This article originally appeared in TidBITS on 2008-11-13 at 3:19 p.m.
The permanent URL for this article is:
Include images: Off

Safari 3.2 Fixes Security Flaws

by Glenn Fleishman

Apple has released Safari 3.2, which addresses a host of vulnerabilities, mostly in the version for Windows XP and Vista. A full rundown of changes is found in the security note [1]. Most of the flaws relate to image handling and parsing under Windows. Several fixed bugs are cross-platform, and, among other improvements, close holes that could allow disclosure of information in forms to unintended users. In particular, Safari adds anti-phishing protection using Google's list of suspected malicious sites.
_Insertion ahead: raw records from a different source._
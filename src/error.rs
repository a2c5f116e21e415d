//! Error types for key, encoding and serialization primitives

use thiserror::Error;

#[derive(Error, Debug, Clone, PartialEq, Eq)]
pub enum PrimitivesError {
    #[error("Format error: {0}")]
    Format(String),

    #[error("Base58 checksum mismatch: expected {expected}, found {actual}")]
    Base58ChecksumFailure { expected: String, actual: String },

    #[error("Invalid private key: {0}")]
    InvalidPrivateKey(String),

    #[error("Invalid public key: {0}")]
    InvalidPublicKey(String),

    #[error("Truncated input: needed {needed} bytes, {remaining} remaining")]
    TruncatedInput { needed: usize, remaining: usize },
}

impl From<hex::FromHexError> for PrimitivesError {
    fn from(err: hex::FromHexError) -> Self {
        PrimitivesError::Format(format!("Invalid hex: {}", err))
    }
}

impl From<bs58::decode::Error> for PrimitivesError {
    fn from(err: bs58::decode::Error) -> Self {
        PrimitivesError::Format(format!("Invalid base58: {}", err))
    }
}

pub type Result<T> = std::result::Result<T, PrimitivesError>;

#[cfg(test)]
mod tests {
    use super::*;

    #[test]
    fn test_hex_error_maps_to_format() {
        let err: PrimitivesError = hex::decode("abc").unwrap_err().into();
        assert!(matches!(err, PrimitivesError::Format(_)));
    }

    #[test]
    fn test_base58_error_maps_to_format() {
        let err: PrimitivesError = bs58::decode("0OIl").into_vec().unwrap_err().into();
        assert!(matches!(err, PrimitivesError::Format(_)));
    }

    #[test]
    fn test_error_display() {
        let err = PrimitivesError::TruncatedInput { needed: 8, remaining: 3 };
        assert_eq!(err.to_string(), "Truncated input: needed 8 bytes, 3 remaining");
    }
}
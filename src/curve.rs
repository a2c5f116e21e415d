//! secp256k1 curve context
//!
//! Holds the immutable group parameters (p, a, b, G, n) together with the
//! `secp256k1` arithmetic context that performs point multiplication.
//! Built once and shared read-only; no locking is needed.

use crate::constants::*;
use num_bigint::BigUint;
use secp256k1::{All, Secp256k1};
use std::sync::OnceLock;

/// An affine curve point (x, y)
#[derive(Debug, Clone, PartialEq, Eq)]
pub struct CurvePoint {
    pub x: BigUint,
    pub y: BigUint,
}

impl CurvePoint {
    pub fn new(x: BigUint, y: BigUint) -> Self {
        Self { x, y }
    }

    pub fn from_coordinates(x: &[u8], y: &[u8]) -> Self {
        Self {
            x: BigUint::from_bytes_be(x),
            y: BigUint::from_bytes_be(y),
        }
    }

    pub fn is_y_odd(&self) -> bool {
        self.y.to_bytes_be().last().map_or(false, |byte| byte & 1 == 1)
    }
}

pub struct CurveContext {
    secp: Secp256k1<All>,
    prime: BigUint,
    a: BigUint,
    b: BigUint,
    order: BigUint,
    generator: CurvePoint,
}

static SHARED: OnceLock<CurveContext> = OnceLock::new();

impl CurveContext {
    pub fn new() -> Self {
        Self {
            secp: Secp256k1::new(),
            prime: BigUint::from_bytes_be(&CURVE_PRIME),
            a: BigUint::from(CURVE_A),
            b: BigUint::from(CURVE_B),
            order: BigUint::from_bytes_be(&CURVE_ORDER),
            generator: CurvePoint::from_coordinates(&GENERATOR_X, &GENERATOR_Y),
        }
    }

    /// Process-wide instance, initialised on first use.
    pub fn shared() -> &'static CurveContext {
        SHARED.get_or_init(CurveContext::new)
    }

    /// Handle to the EC arithmetic provider
    pub fn secp(&self) -> &Secp256k1<All> {
        &self.secp
    }

    pub fn prime(&self) -> &BigUint {
        &self.prime
    }

    pub fn a(&self) -> &BigUint {
        &self.a
    }

    pub fn b(&self) -> &BigUint {
        &self.b
    }

    pub fn order(&self) -> &BigUint {
        &self.order
    }

    /// Group order as 32 big-endian bytes
    pub fn order_bytes(&self) -> [u8; 32] {
        CURVE_ORDER
    }

    pub fn generator(&self) -> &CurvePoint {
        &self.generator
    }

    /// OnCurve: y² ≡ x³ + ax + b (mod p), with 0 ≤ x, y < p
    pub fn is_on_curve(&self, point: &CurvePoint) -> bool {
        if point.x >= self.prime || point.y >= self.prime {
            return false;
        }
        let p = &self.prime;
        let lhs = (&point.y * &point.y) % p;
        let rhs = (&point.x * &point.x * &point.x + &self.a * &point.x + &self.b) % p;
        lhs == rhs
    }
}

impl Default for CurveContext {
    fn default() -> Self {
        Self::new()
    }
}

impl std::fmt::Debug for CurveContext {
    fn fmt(&self, f: &mut std::fmt::Formatter<'_>) -> std::fmt::Result {
        f.debug_struct("CurveContext")
            .field("prime", &self.prime)
            .field("a", &self.a)
            .field("b", &self.b)
            .field("order", &self.order)
            .field("generator", &self.generator)
            .finish()
    }
}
Most surprisingly, the Windows version of Safari was using zlib [2] 1.2.2, an open-source library of compression algorithms designed to avoid stepping on (and being encumbered by) any patents. The 1.2.3 release [3] came out in July 2005 to fix known flaws in the previous release. Someone was apparently asleep at the switch in using the older library. zlib was likely used in handling compressed Web pages, an option that many servers employ to reduce the time spent and bandwidth used in transmitting HTML.

Safari 3.2 can be automatically updated through Software Update under Mac OS X or Windows with Safari installed. The new release may also be downloaded separately for Mac OS X 10.4 Tiger [4] (25 MB), Mac OS X 10.5 Leopard [5] (39 MB), or Windows XP/Vista [6] (19 MB).